*** MATERIAL SUPPLIED ***

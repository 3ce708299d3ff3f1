//! Dependency relationships.

use super::PoolStr;
use schemars::JsonSchema;
use serde::{Deserialize, Serialize};
use std::fmt;

/// The eight relationship kinds a package record carries.
#[derive(
    Debug, Clone, Copy, PartialEq, Eq, Hash, PartialOrd, Ord, Serialize, Deserialize, JsonSchema,
)]
#[serde(rename_all = "lowercase")]
pub enum DependencyKind {
    Provides,
    Conflicts,
    Obsoletes,
    Requires,
    Suggests,
    Enhances,
    Recommends,
    Supplements,
}

impl DependencyKind {
    pub const ALL: [Self; 8] = [
        Self::Provides,
        Self::Conflicts,
        Self::Obsoletes,
        Self::Requires,
        Self::Suggests,
        Self::Enhances,
        Self::Recommends,
        Self::Supplements,
    ];

    /// Element name used in primary metadata.
    #[must_use]
    pub const fn as_str(self) -> &'static str {
        match self {
            Self::Provides => "provides",
            Self::Conflicts => "conflicts",
            Self::Obsoletes => "obsoletes",
            Self::Requires => "requires",
            Self::Suggests => "suggests",
            Self::Enhances => "enhances",
            Self::Recommends => "recommends",
            Self::Supplements => "supplements",
        }
    }

    /// Weak dependencies: hints a resolver may ignore.
    #[must_use]
    pub const fn is_weak(self) -> bool {
        matches!(
            self,
            Self::Suggests | Self::Enhances | Self::Recommends | Self::Supplements
        )
    }

    const fn index(self) -> usize {
        self as usize
    }
}

impl fmt::Display for DependencyKind {
    fn fmt(&self, f: &mut fmt::Formatter<'_>) -> fmt::Result {
        f.write_str(self.as_str())
    }
}

/// Version comparison operator of a versioned dependency.
#[derive(Debug, Clone, Copy, PartialEq, Eq, Hash, Serialize, Deserialize, JsonSchema)]
#[serde(rename_all = "UPPERCASE")]
pub enum Comparison {
    Lt,
    Gt,
    Eq,
    Le,
    Ge,
}

impl Comparison {
    /// Sense bits that encode the operator.
    pub const SENSE_MASK: u64 = 0x0f;

    /// Decode the low sense bits of a dependency flags word.
    ///
    /// Combinations other than the five operators (including "no operator")
    /// yield `None`.
    #[must_use]
    pub const fn from_flags(flags: u64) -> Option<Self> {
        match flags & Self::SENSE_MASK {
            2 => Some(Self::Lt),
            4 => Some(Self::Gt),
            8 => Some(Self::Eq),
            10 => Some(Self::Le),
            12 => Some(Self::Ge),
            _ => None,
        }
    }

    #[must_use]
    pub const fn as_str(self) -> &'static str {
        match self {
            Self::Lt => "LT",
            Self::Gt => "GT",
            Self::Eq => "EQ",
            Self::Le => "LE",
            Self::Ge => "GE",
        }
    }
}

impl fmt::Display for Comparison {
    fn fmt(&self, f: &mut fmt::Formatter<'_>) -> fmt::Result {
        f.write_str(self.as_str())
    }
}

/// One normalized dependency entry.
#[derive(Debug, Clone, Copy, PartialEq, Eq)]
pub struct Dependency {
    pub name: PoolStr,
    pub flags: Option<Comparison>,
    pub epoch: Option<PoolStr>,
    pub version: Option<PoolStr>,
    pub release: Option<PoolStr>,
    /// Needed before installation (pre-install scriptlets or prereq).
    pub pre: bool,
}

/// Dependency lists of a record, one per kind, each in first-accepted order.
#[derive(Debug, Clone, Default, PartialEq, Eq)]
pub struct Dependencies {
    lists: [Vec<Dependency>; 8],
}

impl Dependencies {
    #[must_use]
    pub fn new() -> Self {
        Self::default()
    }

    #[must_use]
    pub fn get(&self, kind: DependencyKind) -> &[Dependency] {
        &self.lists[kind.index()]
    }

    pub fn push(&mut self, kind: DependencyKind, dependency: Dependency) {
        self.lists[kind.index()].push(dependency);
    }

    /// Non-empty lists in canonical kind order.
    pub fn iter(&self) -> impl Iterator<Item = (DependencyKind, &[Dependency])> {
        DependencyKind::ALL
            .iter()
            .map(move |&kind| (kind, self.get(kind)))
            .filter(|(_, deps)| !deps.is_empty())
    }

    /// Total number of entries over all kinds.
    #[must_use]
    pub fn total(&self) -> usize {
        self.lists.iter().map(Vec::len).sum()
    }
}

*** End of MATERIAL SUPPLIED ***

● **ACTIVITY**:
Check the records above and copy each line that has the string "Provides".

● **ANSWER TO THIS PROBLEM**:
    Provides,
        Self::Provides,
            Self::Provides => "provides",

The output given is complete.